The human population doubled from 1 to 2 billion between the years 1800 and 1930 — an unparalleled event in the planet’s history. No large mammal had ever grown to such numbers or commandeered so many resources. The impact on North America’s native species was devastating:




•Driven extinct by hunters, the last eastern woodland bison was seen in West Virginia in 1825.

•Undulata delissea, a Hawaiian plant, was driven extinct in 1865 by domestic cattle.

•The beautiful Falls-of-the-Ohio scurfpea, which existed on a single island, was drowned by U.S. Dam No. 41 in Kentucky in 1881.

•The Whiteline topminnow was last seen Alabama in 1899, its spring habitat repeatedly pumped dry by the growing human population.

•The Culebra parrot was hunted and collected to extinction in Puerto Rico by 1899.

•The Rocky Mountain grasshopper was purposefully driven extinct — a bounty was even placed on its head — by 1903.

•Merriam’s elk was hunted to extinction in Arizona in 1906.

•The Tennessee riffleshell disappeared in 1930 due to pollution and dams.

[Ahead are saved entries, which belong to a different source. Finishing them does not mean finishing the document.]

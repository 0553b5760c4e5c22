//! The repository error taxonomy.
//!
//! Every failure in the store and the query evaluator is one of five kinds.
//! All failures are logical violations of invariants, never transient
//! conditions, so there is no retry logic anywhere in the core: each error
//! is surfaced to the immediate caller as-is.

use thiserror::Error;

/// Errors produced by repository and query operations.
#[derive(Clone, Debug, Error, PartialEq, Eq)]
pub enum RepositoryError {
    /// An id, path, type, or version did not resolve to anything.
    #[error("not found: {0}")]
    NotFound(String),

    /// The operation conflicts with current object state (already checked
    /// out, non-empty folder on delete, stale change token).
    #[error("conflict: {0}")]
    Conflict(String),

    /// A caller-supplied value is unusable (type-mismatched comparison,
    /// LIKE on a non-string property, comparison against a multi-valued
    /// property).
    #[error("invalid argument: {0}")]
    InvalidArgument(String),

    /// The construct is recognized but deliberately not implemented
    /// (CONTAINS, SCORE, IN / NOT IN, ANY-quantified operators).
    #[error("unsupported: {0}")]
    Unsupported(String),

    /// The operation would break a repository invariant (duplicate sibling
    /// name, cyclic filing).
    #[error("constraint violation: {0}")]
    ConstraintViolation(String),
}

/// Convenience alias for repository results.
pub type RepoResult<T> = Result<T, RepositoryError>;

The human population doubled again by 1975, this time taking just 45 years. The rate of extinction also increased. Today’s population stands at 6.8 billion and, if it continues on course, will reach 8 billion in 2020 before leveling off at about 9 billion in 2050. If it doesn’t level off, the worldwide population could theoretically reach 15 billion by 2050, but that is unlikely due to the insurmountable economic, political, and ecological crises that would likely ensue.

Read the whole article here.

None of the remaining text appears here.